- [Required action]: What you write must match exactly the lines from the one with "pub fn min(&self)" through the last line of the material below.

- [Records to process]:
******

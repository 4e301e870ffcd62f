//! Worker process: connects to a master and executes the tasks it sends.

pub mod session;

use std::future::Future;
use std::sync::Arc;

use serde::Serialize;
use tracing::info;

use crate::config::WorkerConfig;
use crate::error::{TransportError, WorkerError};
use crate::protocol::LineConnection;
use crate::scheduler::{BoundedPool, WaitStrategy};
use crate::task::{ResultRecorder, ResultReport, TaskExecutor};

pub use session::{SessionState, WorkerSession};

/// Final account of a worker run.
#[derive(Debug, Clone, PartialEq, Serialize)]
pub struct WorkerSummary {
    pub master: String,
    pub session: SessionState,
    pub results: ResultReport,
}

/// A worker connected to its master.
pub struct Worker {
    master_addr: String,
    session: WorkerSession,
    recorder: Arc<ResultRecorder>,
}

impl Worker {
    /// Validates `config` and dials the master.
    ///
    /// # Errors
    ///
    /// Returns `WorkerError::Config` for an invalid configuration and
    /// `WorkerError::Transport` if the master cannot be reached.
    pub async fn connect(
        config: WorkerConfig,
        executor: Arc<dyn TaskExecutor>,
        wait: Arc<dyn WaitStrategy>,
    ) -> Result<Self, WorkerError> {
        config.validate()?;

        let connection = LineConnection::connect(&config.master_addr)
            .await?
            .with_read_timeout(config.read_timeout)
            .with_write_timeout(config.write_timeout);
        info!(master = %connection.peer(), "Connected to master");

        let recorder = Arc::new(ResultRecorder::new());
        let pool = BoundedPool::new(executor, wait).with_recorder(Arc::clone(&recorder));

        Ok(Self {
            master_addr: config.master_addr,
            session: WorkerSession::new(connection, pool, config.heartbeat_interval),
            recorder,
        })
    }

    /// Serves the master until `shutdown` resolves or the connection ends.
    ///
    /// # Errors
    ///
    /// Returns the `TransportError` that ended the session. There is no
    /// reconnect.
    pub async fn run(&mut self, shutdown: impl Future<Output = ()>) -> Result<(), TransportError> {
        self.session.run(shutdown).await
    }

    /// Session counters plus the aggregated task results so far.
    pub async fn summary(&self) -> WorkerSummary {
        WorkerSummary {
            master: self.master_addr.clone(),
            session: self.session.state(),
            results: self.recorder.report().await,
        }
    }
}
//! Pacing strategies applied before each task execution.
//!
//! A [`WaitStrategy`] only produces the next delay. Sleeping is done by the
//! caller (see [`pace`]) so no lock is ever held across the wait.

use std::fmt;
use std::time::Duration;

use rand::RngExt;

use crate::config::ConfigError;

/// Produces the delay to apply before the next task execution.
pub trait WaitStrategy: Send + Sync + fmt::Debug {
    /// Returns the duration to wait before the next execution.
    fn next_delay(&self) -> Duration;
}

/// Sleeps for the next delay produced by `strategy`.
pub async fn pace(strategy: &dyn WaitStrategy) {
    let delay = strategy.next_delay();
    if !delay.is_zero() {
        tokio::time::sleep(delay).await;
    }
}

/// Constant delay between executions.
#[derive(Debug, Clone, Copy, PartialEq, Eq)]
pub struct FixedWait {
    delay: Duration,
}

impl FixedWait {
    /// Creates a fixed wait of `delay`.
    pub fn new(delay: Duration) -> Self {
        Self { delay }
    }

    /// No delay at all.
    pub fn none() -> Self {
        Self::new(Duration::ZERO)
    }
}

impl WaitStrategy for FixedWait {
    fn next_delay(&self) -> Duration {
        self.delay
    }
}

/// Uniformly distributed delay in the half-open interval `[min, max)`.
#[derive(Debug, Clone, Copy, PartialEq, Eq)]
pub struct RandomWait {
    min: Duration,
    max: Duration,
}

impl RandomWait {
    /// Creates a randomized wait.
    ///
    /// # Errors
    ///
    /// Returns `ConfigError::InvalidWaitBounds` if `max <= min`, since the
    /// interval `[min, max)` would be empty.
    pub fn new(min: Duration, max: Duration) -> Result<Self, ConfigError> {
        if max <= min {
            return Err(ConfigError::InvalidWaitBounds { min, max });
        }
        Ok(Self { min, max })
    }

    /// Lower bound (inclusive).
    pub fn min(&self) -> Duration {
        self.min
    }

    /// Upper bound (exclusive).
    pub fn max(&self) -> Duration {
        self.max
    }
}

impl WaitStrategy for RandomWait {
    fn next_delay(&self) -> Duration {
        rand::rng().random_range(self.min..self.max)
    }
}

******

- [Your response]:
    pub fn min(&self) -> Duration {
        self.min
    }

    /// Upper bound (exclusive).
    pub fn max(&self) -> Duration {
        self.max
    }
}

impl WaitStrategy for RandomWait {
    fn next_delay(&self) -> Duration {
        rand::rng().random_range(self.min..self.max)
    }
}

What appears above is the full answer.